Saved entries
+===+

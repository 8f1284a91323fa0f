//! Advisory worker-count, memory and batch-size recommendations.
//!
//! Recommendations are published for operators and callers; the running
//! pool is never resized from them.

use chrono::{DateTime, Utc};
use serde::Serialize;

use super::source::RawMetrics;
use super::SchedulerLoad;

const MIB: u64 = 1024 * 1024;

/// Lower bound for the recommended per-worker memory.
pub const MIN_MEMORY_PER_WORKER: u64 = 256 * MIB;

/// Upper bound for the recommended per-worker memory.
pub const MAX_MEMORY_PER_WORKER: u64 = 2048 * MIB;

/// Starting point for the recommended batch size.
pub const BASE_BATCH_SIZE: usize = 50;

const MAX_BATCH_SIZE: usize = 200;
const MIN_BATCH_SIZE: usize = 10;

/// Scheduling recommendations derived from a resource sample.
#[derive(Debug, Clone, PartialEq, Serialize)]
#[serde(rename_all = "camelCase")]
pub struct ResourceRecommendations {
    /// Recommended number of workers.
    pub worker_count: usize,
    /// Recommended memory budget per worker in bytes.
    pub memory_per_worker: u64,
    /// Recommended number of tasks per batch.
    pub batch_size: usize,
    /// Adjustments that led to these values.
    pub reasons: Vec<String>,
    /// When the recommendation was computed.
    pub timestamp: DateTime<Utc>,
}

impl ResourceRecommendations {
    /// Returns whether the recommended values differ, ignoring reasons and time.
    pub fn differs_from(&self, other: &ResourceRecommendations) -> bool {
        self.worker_count != other.worker_count
            || self.memory_per_worker != other.memory_per_worker
            || self.batch_size != other.batch_size
    }
}

/// Computes recommendations from raw metrics and current scheduler load.
pub fn recommend(
    metrics: &RawMetrics,
    load: &SchedulerLoad,
    max_cpu_usage_percent: f64,
    max_memory_usage_percent: f64,
) -> ResourceRecommendations {
    let mut reasons = Vec::new();

    let worker_count = optimal_worker_count(
        metrics,
        load,
        max_cpu_usage_percent,
        max_memory_usage_percent,
        &mut reasons,
    );
    let memory_per_worker = optimal_memory_per_worker(metrics.total_memory, load.active_workers);
    let batch_size = optimal_batch_size(load.throughput, metrics.memory_usage, &mut reasons);

    ResourceRecommendations {
        worker_count,
        memory_per_worker,
        batch_size,
        reasons,
        timestamp: Utc::now(),
    }
}

/// Starts from the core count, shrinks under CPU or memory pressure and grows
/// by one (up to twice the core count) when CPU is underused or the queue is
/// long compared to the pool.
fn optimal_worker_count(
    metrics: &RawMetrics,
    load: &SchedulerLoad,
    max_cpu: f64,
    max_memory: f64,
    reasons: &mut Vec<String>,
) -> usize {
    let cores = metrics.cpu_cores.max(1);
    let mut workers = cores as f64;

    if metrics.cpu_usage > max_cpu {
        workers *= 0.8;
        reasons.push(format!("cpu usage {:.1}% above {:.1}%", metrics.cpu_usage, max_cpu));
    }
    if metrics.memory_usage > max_memory {
        workers *= 0.7;
        reasons.push(format!(
            "memory usage {:.1}% above {:.1}%",
            metrics.memory_usage, max_memory
        ));
    }

    let mut count = (workers.floor() as usize).max(1);

    let backlog = load.queue_length > load.worker_count.max(1) * 10;
    if metrics.cpu_usage < 50.0 || backlog {
        count = (count + 1).min(cores * 2);
        if backlog {
            reasons.push(format!("queue backlog of {} tasks", load.queue_length));
        } else {
            reasons.push("cpu underused".to_string());
        }
    }

    count
}

/// `0.75 * total_memory / max(1, active_workers)`, clamped to [256 MiB, 2 GiB].
fn optimal_memory_per_worker(total_memory: u64, active_workers: usize) -> u64 {
    let share = total_memory as f64 * 0.75 / active_workers.max(1) as f64;
    (share as u64).clamp(MIN_MEMORY_PER_WORKER, MAX_MEMORY_PER_WORKER)
}

fn optimal_batch_size(throughput: f64, memory_usage: f64, reasons: &mut Vec<String>) -> usize {
    let mut size = BASE_BATCH_SIZE;

    if throughput > 10.0 {
        size = (size * 2).min(MAX_BATCH_SIZE);
        reasons.push(format!("high throughput {:.1} tasks/s", throughput));
    } else if throughput < 2.0 {
        size = (size / 2).max(MIN_BATCH_SIZE);
        reasons.push(format!("low throughput {:.1} tasks/s", throughput));
    }

    if memory_usage > 80.0 {
        size = ((size as f64 * 0.7).floor() as usize).max(1);
        reasons.push(format!("memory usage {:.1}% above 80%", memory_usage));
    }

    size
}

+===+

• **TASK DESCRIPTION**
Of the lines above, extract only those from the line with "let mut size = BASE_BATCH_SIZE;" to the line with "size = ((size", both included, exactly as written.

• **EXPECTED ANSWER**
    let mut size = BASE_BATCH_SIZE;

    if throughput > 10.0 {
        size = (size * 2).min(MAX_BATCH_SIZE);
        reasons.push(format!("high throughput {:.1} tasks/s", throughput));
    } else if throughput < 2.0 {
        size = (size / 2).max(MIN_BATCH_SIZE);
        reasons.push(format!("low throughput {:.1} tasks/s", throughput));
    }

    if memory_usage > 80.0 {
        size = ((size as f64 * 0.7).floor() as usize).max(1);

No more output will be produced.